// SPDX-FileCopyrightText: Copyright (c) 2018-2025 slowtec GmbH <post@slowtec.de>
// SPDX-License-Identifier: MIT OR Apache-2.0

use alloc::vec::Vec;
use core::fmt;

mod coils;
mod data;

pub use self::{coils::*, data::*};
use byteorder::{BigEndian, ByteOrder};

/// The location of all bytes that belong to a frame or noise run,
/// counted from the first byte ever fed into the reassembler.
#[cfg_attr(all(feature = "defmt", target_os = "none"), derive(defmt::Format))]
#[derive(Debug, Clone, Copy, PartialEq, Eq)]
pub struct FrameLocation {
    /// The index where the frame starts
    pub start: usize,
    /// Number of bytes that belong to the frame
    pub size: usize,
}

impl FrameLocation {
    /// One past the last byte of the frame.
    #[must_use]
    pub const fn end(&self) -> usize {
        self.start + self.size
    }
}

/// A Modbus function code.
///
/// Only the codes with a known frame shape get their own variant.
#[cfg_attr(all(feature = "defmt", target_os = "none"), derive(defmt::Format))]
#[derive(Debug, Clone, Copy, PartialEq, Eq)]
pub enum FunctionCode {
    /// Modbus Function Code: `01` (`0x01`).
    ReadCoils,

    /// Modbus Function Code: `02` (`0x02`).
    ReadDiscreteInputs,

    /// Modbus Function Code: `05` (`0x05`).
    WriteSingleCoil,

    /// Modbus Function Code: `06` (`0x06`).
    WriteSingleRegister,

    /// Modbus Function Code: `03` (`0x03`).
    ReadHoldingRegisters,

    /// Modbus Function Code: `04` (`0x04`).
    ReadInputRegisters,

    /// Modbus Function Code: `15` (`0x0F`).
    WriteMultipleCoils,

    /// Modbus Function Code: `16` (`0x10`).
    WriteMultipleRegisters,

    /// Modbus Function Code: `23` (`0x17`).
    ReadWriteMultipleRegisters,

    /// Any other function code.
    Custom(u8),
}

impl FunctionCode {
    /// Create a new [`FunctionCode`] with `value`.
    #[must_use]
    pub const fn new(value: u8) -> Self {
        match value {
            0x01 => Self::ReadCoils,
            0x02 => Self::ReadDiscreteInputs,
            0x05 => Self::WriteSingleCoil,
            0x06 => Self::WriteSingleRegister,
            0x03 => Self::ReadHoldingRegisters,
            0x04 => Self::ReadInputRegisters,
            0x0F => Self::WriteMultipleCoils,
            0x10 => Self::WriteMultipleRegisters,
            0x17 => Self::ReadWriteMultipleRegisters,
            code => FunctionCode::Custom(code),
        }
    }

    /// Get the [`u8`] value of the current [`FunctionCode`].
    #[must_use]
    pub const fn value(self) -> u8 {
        match self {
            Self::ReadCoils => 0x01,
            Self::ReadDiscreteInputs => 0x02,
            Self::WriteSingleCoil => 0x05,
            Self::WriteSingleRegister => 0x06,
            Self::ReadHoldingRegisters => 0x03,
            Self::ReadInputRegisters => 0x04,
            Self::WriteMultipleCoils => 0x0F,
            Self::WriteMultipleRegisters => 0x10,
            Self::ReadWriteMultipleRegisters => 0x17,
            Self::Custom(code) => code,
        }
    }

    /// Human readable name of the operation.
    #[must_use]
    pub const fn name(self) -> &'static str {
        match self {
            Self::ReadCoils => "Read Coils",
            Self::ReadDiscreteInputs => "Read Discrete Inputs",
            Self::WriteSingleCoil => "Write Single Coil",
            Self::WriteSingleRegister => "Write Single Register",
            Self::ReadHoldingRegisters => "Read Holding Registers",
            Self::ReadInputRegisters => "Read Input Registers",
            Self::WriteMultipleCoils => "Write Multiple Coils",
            Self::WriteMultipleRegisters => "Write Multiple Registers",
            Self::ReadWriteMultipleRegisters => "Read/Write Multiple Registers",
            Self::Custom(_) => "Custom",
        }
    }
}

impl From<u8> for FunctionCode {
    fn from(value: u8) -> Self {
        Self::new(value)
    }
}

impl fmt::Display for FunctionCode {
    fn fmt(&self, f: &mut fmt::Formatter<'_>) -> fmt::Result {
        self.value().fmt(f)
    }
}

/// The address of a bus participant (slave id).
pub type UnitId = u8;

/// A Modbus address is represented by 16 bit (from `0` to `65535`).
pub type Address = u16;

/// A Coil represents a single bit.
///
/// - `true` is equivalent to `ON`, `1` and `0xFF00`.
/// - `false` is equivalent to `OFF`, `0` and `0x0000`.
pub type Coil = bool;

/// Modbus uses 16 bit for its data items (big-endian representation).
pub type Word = u16;

/// Number of items to process (`0` - `65535`).
pub type Quantity = u16;

/// A request represents a message from the client (master) to the server (slave).
#[cfg_attr(all(feature = "defmt", target_os = "none"), derive(defmt::Format))]
#[derive(Debug, Clone, PartialEq, Eq)]
pub enum Request {
    ReadCoils(Address, Quantity),
    ReadDiscreteInputs(Address, Quantity),
    /// The raw value is kept; `0xFF00` means ON, `0x0000` OFF.
    WriteSingleCoil(Address, Word),
    WriteMultipleCoils(Address, Coils),
    ReadInputRegisters(Address, Quantity),
    ReadHoldingRegisters(Address, Quantity),
    WriteSingleRegister(Address, Word),
    WriteMultipleRegisters(Address, Quantity, Data),
    ReadWriteMultipleRegisters {
        read_address: Address,
        read_quantity: Quantity,
        write_address: Address,
        write_quantity: Quantity,
        data: Data,
    },
}

impl Request {
    /// The state a [`Request::WriteSingleCoil`] switches to.
    ///
    /// `None` for other requests and for values other than `0xFF00`/`0x0000`.
    #[must_use]
    pub fn coil_state(&self) -> Option<Coil> {
        match self {
            Self::WriteSingleCoil(_, value) => crate::util::u16_coil_to_bool(*value).ok(),
            _ => None,
        }
    }
}

/// The response data of a successful request.
#[cfg_attr(all(feature = "defmt", target_os = "none"), derive(defmt::Format))]
#[derive(Debug, Clone, PartialEq, Eq)]
pub enum Response {
    ReadCoils(Coils),
    ReadDiscreteInputs(Coils),
    /// Only the address is echoed on this bus.
    WriteSingleCoil(Address),
    WriteMultipleCoils(Address, Quantity),
    ReadInputRegisters(Data),
    ReadHoldingRegisters(Data),
    WriteSingleRegister(Address, Word),
    WriteMultipleRegisters(Address, Quantity),
    ReadWriteMultipleRegisters(Data),
}

impl From<&Request> for FunctionCode {
    fn from(r: &Request) -> Self {
        use Request as R;

        match r {
            R::ReadCoils(_, _) => Self::ReadCoils,
            R::ReadDiscreteInputs(_, _) => Self::ReadDiscreteInputs,
            R::WriteSingleCoil(_, _) => Self::WriteSingleCoil,
            R::WriteMultipleCoils(_, _) => Self::WriteMultipleCoils,
            R::ReadInputRegisters(_, _) => Self::ReadInputRegisters,
            R::ReadHoldingRegisters(_, _) => Self::ReadHoldingRegisters,
            R::WriteSingleRegister(_, _) => Self::WriteSingleRegister,
            R::WriteMultipleRegisters(_, _, _) => Self::WriteMultipleRegisters,
            R::ReadWriteMultipleRegisters { .. } => Self::ReadWriteMultipleRegisters,
        }
    }
}

impl From<&Response> for FunctionCode {
    fn from(r: &Response) -> Self {
        use Response as R;

        match r {
            R::ReadCoils(_) => Self::ReadCoils,
            R::ReadDiscreteInputs(_) => Self::ReadDiscreteInputs,
            R::WriteSingleCoil(_) => Self::WriteSingleCoil,
            R::WriteMultipleCoils(_, _) => Self::WriteMultipleCoils,
            R::ReadInputRegisters(_) => Self::ReadInputRegisters,
            R::ReadHoldingRegisters(_) => Self::ReadHoldingRegisters,
            R::WriteSingleRegister(_, _) => Self::WriteSingleRegister,
            R::WriteMultipleRegisters(_, _) => Self::WriteMultipleRegisters,
            R::ReadWriteMultipleRegisters(_) => Self::ReadWriteMultipleRegisters,
        }
    }
}

/// A server (slave) exception.
#[derive(Debug, Clone, Copy, PartialEq, Eq)]
pub enum Exception {
    IllegalFunction = 0x01,
    IllegalDataAddress = 0x02,
    IllegalDataValue = 0x03,
    ServerDeviceFailure = 0x04,
    Acknowledge = 0x05,
    ServerDeviceBusy = 0x06,
    MemoryParityError = 0x08,
    GatewayPathUnavailable = 0x0A,
    GatewayTargetDevice = 0x0B,
}

impl Exception {
    const fn get_name(self) -> &'static str {
        match self {
            Self::IllegalFunction => "Illegal function",
            Self::IllegalDataAddress => "Illegal data address",
            Self::IllegalDataValue => "Illegal data value",
            Self::ServerDeviceFailure => "Server device failure",
            Self::Acknowledge => "Acknowledge",
            Self::ServerDeviceBusy => "Server device busy",
            Self::MemoryParityError => "Memory parity error",
            Self::GatewayPathUnavailable => "Gateway path unavailable",
            Self::GatewayTargetDevice => "Gateway target device failed to respond",
        }
    }
}

impl fmt::Display for Exception {
    fn fmt(&self, f: &mut fmt::Formatter) -> fmt::Result {
        write!(f, "{}", self.get_name())
    }
}

#[cfg(all(feature = "defmt", target_os = "none"))]
impl defmt::Format for Exception {
    fn format(&self, fmt: defmt::Formatter) {
        defmt::write!(fmt, "{}", self.get_name())
    }
}

/// A server (slave) exception response.
///
/// The exception code is kept as captured; codes outside the
/// [`Exception`] table are still valid frames on the wire.
#[cfg_attr(all(feature = "defmt", target_os = "none"), derive(defmt::Format))]
#[derive(Debug, Clone, Copy, PartialEq, Eq)]
pub struct ExceptionResponse {
    /// The function code of the failed request (exception bit cleared).
    pub function: FunctionCode,
    /// The raw exception code.
    pub code: u8,
}

impl ExceptionResponse {
    /// The known [`Exception`] for [`Self::code`], if any.
    #[must_use]
    pub fn exception(&self) -> Option<Exception> {
        Exception::try_from(self.code).ok()
    }
}

/// One classified unit of bus traffic.
#[cfg_attr(all(feature = "defmt", target_os = "none"), derive(defmt::Format))]
#[derive(Debug, Clone, PartialEq, Eq)]
pub enum DecodedFrame {
    Request { unit_id: UnitId, request: Request },
    Response { unit_id: UnitId, response: Response },
    Exception { unit_id: UnitId, exception: ExceptionResponse },
}

impl DecodedFrame {
    /// Address of the bus participant.
    #[must_use]
    pub const fn unit_id(&self) -> UnitId {
        match self {
            Self::Request { unit_id, .. }
            | Self::Response { unit_id, .. }
            | Self::Exception { unit_id, .. } => *unit_id,
        }
    }

    /// Function code of the operation; for exceptions the code of the failed request.
    #[must_use]
    pub fn function_code(&self) -> FunctionCode {
        match self {
            Self::Request { request, .. } => request.into(),
            Self::Response { response, .. } => response.into(),
            Self::Exception { exception, .. } => exception.function,
        }
    }
}

/// A contiguous run of bytes that matched no frame shape.
#[cfg_attr(all(feature = "defmt", target_os = "none"), derive(defmt::Format))]
#[derive(Debug, Clone, PartialEq, Eq)]
pub struct NoiseRun {
    pub(crate) start: usize,
    pub(crate) bytes: Vec<u8>,
}

impl NoiseRun {
    pub(crate) fn open(start: usize, byte: u8) -> Self {
        let mut bytes = Vec::new();
        bytes.push(byte);
        Self { start, bytes }
    }

    pub(crate) fn push(&mut self, byte: u8) {
        self.bytes.push(byte);
    }

    /// The quarantined bytes.
    #[must_use]
    pub fn bytes(&self) -> &[u8] {
        &self.bytes
    }

    /// Where the run sits in the stream.
    #[must_use]
    pub fn location(&self) -> FrameLocation {
        FrameLocation {
            start: self.start,
            size: self.bytes.len(),
        }
    }
}

/// Output of the reassembler, in stream order.
#[cfg_attr(all(feature = "defmt", target_os = "none"), derive(defmt::Format))]
#[derive(Debug, Clone, PartialEq, Eq)]
pub enum Event {
    /// Bytes that were ignored while resynchronizing.
    Noise(NoiseRun),
    /// A frame with a valid checksum.
    Frame {
        location: FrameLocation,
        frame: DecodedFrame,
    },
}

impl Event {
    /// Where the event's bytes sit in the stream.
    #[must_use]
    pub fn location(&self) -> FrameLocation {
        match self {
            Self::Noise(run) => run.location(),
            Self::Frame { location, .. } => *location,
        }
    }
}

────────────────────────────────────────

■ Aim of the exercise ■
Across all of the material above, how many lines contain the word "push"? Only the number should be given.

■ Solution for this exercise ■
3